_Activity_
Lines from the line with "use crate::discovery::ChannelDiscovery;" to the line with "pub(crate) struct RecordingHost" in the entries below, and only those, must be output exactly, with both ends included.

[Stored data]
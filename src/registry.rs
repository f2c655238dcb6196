//! The process-wide index of registered accessories.

use std::collections::HashMap;
use std::sync::{Arc, Mutex, MutexGuard, PoisonError};

use log::{debug, info};
use uuid::Uuid;

use crate::accessory::{Accessory, AccessoryContext, AccessoryRecord};
use crate::client::DeviceClient;
use crate::config::PlatformConfig;
use crate::controls::LightControls;
use crate::discovery::{Discovery, DiscoveryHandle};
use crate::endpoint::Endpoint;
use crate::errors::Error;
use crate::host::Host;

type Result<T> = std::result::Result<T, Error>;

/// Maps accessory identities to live registrations and keeps the host in step.
///
/// At most one accessory exists per identity, and an accessory is
/// unregistered from the host exactly when it leaves the registry. Every
/// operation is idempotent: adding a known endpoint or removing an unknown
/// identity does nothing.
///
/// Construct one per process and hand clones to the discovery bridge; the
/// control handlers of each accessory hold a weak link back to it.
#[derive(Clone)]
pub struct Registry {
    shared: Arc<Shared>,
}

pub(crate) struct Shared {
    host: Arc<dyn Host>,
    client: DeviceClient,
    clamp_temperature: bool,
    state: Mutex<State>,
}

#[derive(Default)]
struct State {
    accessories: HashMap<Uuid, Accessory>,
    discovery: Option<Arc<dyn Discovery>>,
    next_generation: u64,
}

impl Registry {
    pub fn new(host: Arc<dyn Host>, client: DeviceClient) -> Self {
        Self::build(host, client, PlatformConfig::default().clamp_temperature)
    }

    /// Build a registry whose device client follows `config`.
    pub fn from_config(host: Arc<dyn Host>, config: &PlatformConfig) -> Result<Self> {
        let client = DeviceClient::from_config(config)?;
        Ok(Self::build(host, client, config.clamp_temperature))
    }

    fn build(host: Arc<dyn Host>, client: DeviceClient, clamp_temperature: bool) -> Self {
        Registry {
            shared: Arc::new(Shared {
                host,
                client,
                clamp_temperature,
                state: Mutex::new(State::default()),
            }),
        }
    }

    /// Let removals notify the discovery subsystem from now on.
    pub fn attach_discovery(&self, discovery: Arc<dyn Discovery>) {
        self.shared.lock().discovery = Some(discovery);
    }

    /// Re-admit an accessory the host persisted in an earlier run.
    ///
    /// The host already knows the accessory, so it is not registered again.
    /// Restoring an identity that is already present returns the existing
    /// accessory without wiring a second set of handlers.
    pub fn restore(&self, context: AccessoryContext) -> Result<Accessory> {
        let record = AccessoryRecord::try_from(context)?;
        let mut state = self.shared.lock();

        if let Some(existing) = state.accessories.get(&record.identity()) {
            debug!("{} is already restored", existing.name());
            return Ok(existing.clone());
        }

        let accessory = self.shared.wire(&mut state, record);
        info!("Restored {} at {}", accessory.name(), accessory.endpoint());
        state
            .accessories
            .insert(accessory.identity(), accessory.clone());
        Ok(accessory)
    }

    /// Register a discovered device, unless its endpoint is already known.
    ///
    /// Returns the identity either way. Duplicate announcements (e.g. the
    /// same light seen on two interfaces) leave the existing record as is.
    pub fn add(&self, name: &str, endpoint: Endpoint, handle: Option<DiscoveryHandle>) -> Uuid {
        let identity = endpoint.identity();
        let mut state = self.shared.lock();

        if state.accessories.contains_key(&identity) {
            debug!("Ignoring duplicate announcement of {name} at {endpoint}");
            return identity;
        }

        let record = AccessoryRecord::new(name, endpoint, handle);
        let accessory = self.shared.wire(&mut state, record);
        info!("Discovered {} at {}", accessory.name(), accessory.endpoint());
        state.accessories.insert(identity, accessory.clone());
        self.shared.host.register(&accessory);
        identity
    }

    pub fn remove_by_endpoint(&self, endpoint: &Endpoint) -> bool {
        self.remove_by_identity(endpoint.identity())
    }

    /// Drop an accessory, unregister it from the host and tell discovery.
    ///
    /// Returns whether anything was removed.
    pub fn remove_by_identity(&self, identity: Uuid) -> bool {
        self.shared.remove(identity, None)
    }

    pub fn get(&self, identity: Uuid) -> Option<Accessory> {
        self.shared.lock().accessories.get(&identity).cloned()
    }

    pub fn get_by_endpoint(&self, endpoint: &Endpoint) -> Option<Accessory> {
        self.get(endpoint.identity())
    }

    pub fn contains(&self, identity: Uuid) -> bool {
        self.shared.lock().accessories.contains_key(&identity)
    }

    pub fn identities(&self) -> Vec<Uuid> {
        self.shared.lock().accessories.keys().copied().collect()
    }

    pub fn accessories(&self) -> Vec<Accessory> {
        self.shared.lock().accessories.values().cloned().collect()
    }

    pub fn len(&self) -> usize {
        self.shared.lock().accessories.len()
    }

    pub fn is_empty(&self) -> bool {
        self.shared.lock().accessories.is_empty()
    }
}

impl Shared {
    fn lock(&self) -> MutexGuard<'_, State> {
        self.state.lock().unwrap_or_else(PoisonError::into_inner)
    }

    fn wire(self: &Arc<Self>, state: &mut State, record: AccessoryRecord) -> Accessory {
        state.next_generation += 1;
        let controls = LightControls::new(
            &record,
            state.next_generation,
            self.client.clone(),
            self.clamp_temperature,
            Arc::downgrade(self),
        );
        Accessory::new(record, controls)
    }

    /// Remove `identity`; with a `generation`, only if it is still that registration.
    pub(crate) fn remove(&self, identity: Uuid, generation: Option<u64>) -> bool {
        let mut state = self.lock();

        let Some(current) = state.accessories.get(&identity) else {
            debug!("No accessory {identity} to remove");
            return false;
        };
        if generation.is_some_and(|g| g != current.generation()) {
            debug!("Stale eviction of {identity} ignored");
            return false;
        }
        let Some(accessory) = state.accessories.remove(&identity) else {
            return false;
        };

        info!("{} ({}) disconnected", accessory.name(), accessory.endpoint());
        self.host.unregister(&accessory);

        if let (Some(discovery), Some(handle)) = (&state.discovery, accessory.record().handle()) {
            discovery.notify_service_removed(accessory.name(), handle);
        }
        true
    }
}

#[cfg(test)]
pub(crate) mod tests {
    use super::*;
    use crate::discovery::ChannelDiscovery;
    use futures::{FutureExt, StreamExt};
    use serde_json::json;
    use std::net::{IpAddr, Ipv4Addr};

    /// Host double that records every call.
    #[derive(Default)]
    pub(crate) struct RecordingHost {
        pub registered: Mutex<Vec<Uuid>>,
        pub unregistered: Mutex<Vec<Uuid>>,
    }

    impl Host for RecordingHost {
        fn register(&self, accessory: &Accessory) {
            self.registered.lock().unwrap().push(accessory.identity());
        }

        fn unregister(&self, accessory: &Accessory) {
            self.unregistered.lock().unwrap().push(accessory.identity());
        }
    }

    impl RecordingHost {
        pub fn registered(&self) -> usize {
            self.registered.lock().unwrap().len()
        }

        pub fn unregistered(&self) -> usize {
            self.unregistered.lock().unwrap().len()
        }
    }

    fn setup() -> (Arc<RecordingHost>, Registry) {
        let host = Arc::new(RecordingHost::default());
        let registry = Registry::new(host.clone(), DeviceClient::new());
        (host, registry)
    }

    fn endpoint(last: u8) -> Endpoint {
        Endpoint::resolve(IpAddr::V4(Ipv4Addr::new(192, 168, 1, last)), 9123)
    }

    #[test]
    fn test_add_is_idempotent() {
        let (host, registry) = setup();
        let first = registry.add("Desk Light", endpoint(50), None);
        let second = registry.add("Desk Light", endpoint(50), None);

        assert_eq!(first, second);
        assert_eq!(registry.len(), 1);
        assert_eq!(host.registered(), 1);
    }

    #[test]
    fn test_later_up_does_not_rename() {
        let (_host, registry) = setup();
        let id = registry.add("Desk Light", endpoint(50), None);
        registry.add("Other Name", endpoint(50), None);
        assert_eq!(registry.get(id).unwrap().name(), "Desk Light");
    }

    #[test]
    fn test_remove_absent_is_noop() {
        let (host, registry) = setup();
        assert!(!registry.remove_by_identity(endpoint(1).identity()));
        assert_eq!(host.unregistered(), 0);
    }

    #[test]
    fn test_remove_twice_unregisters_once() {
        let (host, registry) = setup();
        registry.add("Desk Light", endpoint(50), None);
        assert!(registry.remove_by_endpoint(&endpoint(50)));
        assert!(!registry.remove_by_endpoint(&endpoint(50)));
        assert!(registry.is_empty());
        assert_eq!(host.unregistered(), 1);
    }

    #[test]
    fn test_restore_then_remove() {
        let (host, registry) = setup();
        let record = AccessoryRecord::new("Key Light", endpoint(9), None);

        let restored = registry.restore(record.context()).unwrap();
        assert_eq!(restored.identity(), record.identity());
        assert_eq!(host.registered(), 0);

        registry.remove_by_endpoint(record.endpoint());
        assert!(registry.is_empty());
        assert_eq!(host.unregistered(), 1);
    }

    #[test]
    fn test_restore_twice_wires_once() {
        let (_host, registry) = setup();
        let context = AccessoryRecord::new("Key Light", endpoint(9), None).context();

        let first = registry.restore(context.clone()).unwrap();
        let second = registry.restore(context).unwrap();
        assert_eq!(first.generation(), second.generation());
        assert_eq!(registry.len(), 1);
    }

    #[test]
    fn test_restore_rejects_incomplete_context() {
        let (_host, registry) = setup();
        let err = registry.restore(AccessoryContext::default()).unwrap_err();
        assert_eq!(err, Error::MissingField("endpoint"));
        assert!(registry.is_empty());
    }

    #[test]
    fn test_add_after_restore_is_noop() {
        let (host, registry) = setup();
        let record = AccessoryRecord::new("Key Light", endpoint(9), None);
        registry.restore(record.context()).unwrap();

        registry.add("Key Light", endpoint(9), None);
        assert_eq!(registry.len(), 1);
        assert_eq!(host.registered(), 0);
    }

    #[test]
    fn test_removal_notifies_discovery_when_attached() {
        let (_host, registry) = setup();
        let (discovery, _sender, mut removals) = ChannelDiscovery::new();
        let discovery = Arc::new(discovery);
        let handle = DiscoveryHandle(json!({"id": "h1"}));

        registry.add("Desk Light", endpoint(50), Some(handle.clone()));
        registry.add("No Handle", endpoint(51), None);
        registry.attach_discovery(discovery.clone());

        registry.remove_by_endpoint(&endpoint(50));
        registry.remove_by_endpoint(&endpoint(51));
        let removed = removals.next().now_or_never().flatten().unwrap();
        assert_eq!(removed.service_name, "Desk Light");
        assert_eq!(removed.handle, handle);
        assert!(removals.next().now_or_never().is_none());
    }

    #[test]
    fn test_removal_without_discovery_attached() {
        let (host, registry) = setup();
        registry.add("Desk Light", endpoint(50), Some(DiscoveryHandle(json!("h1"))));
        assert!(registry.remove_by_endpoint(&endpoint(50)));
        assert_eq!(host.unregistered(), 1);
    }

    #[test]
    fn test_stale_generation_is_ignored() {
        let (host, registry) = setup();
        let id = registry.add("Desk Light", endpoint(50), None);
        let old = registry.get(id).unwrap().generation();
        registry.remove_by_identity(id);
        registry.add("Desk Light", endpoint(50), None);

        assert!(!registry.shared.remove(id, Some(old)));
        assert!(registry.contains(id));
        assert_eq!(host.unregistered(), 1);
    }
}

_Task result_
    use crate::discovery::ChannelDiscovery;
    use futures::{FutureExt, StreamExt};
    use serde_json::json;
    use std::net::{IpAddr, Ipv4Addr};

    /// Host double that records every call.
    #[derive(Default)]
    pub(crate) struct RecordingHost {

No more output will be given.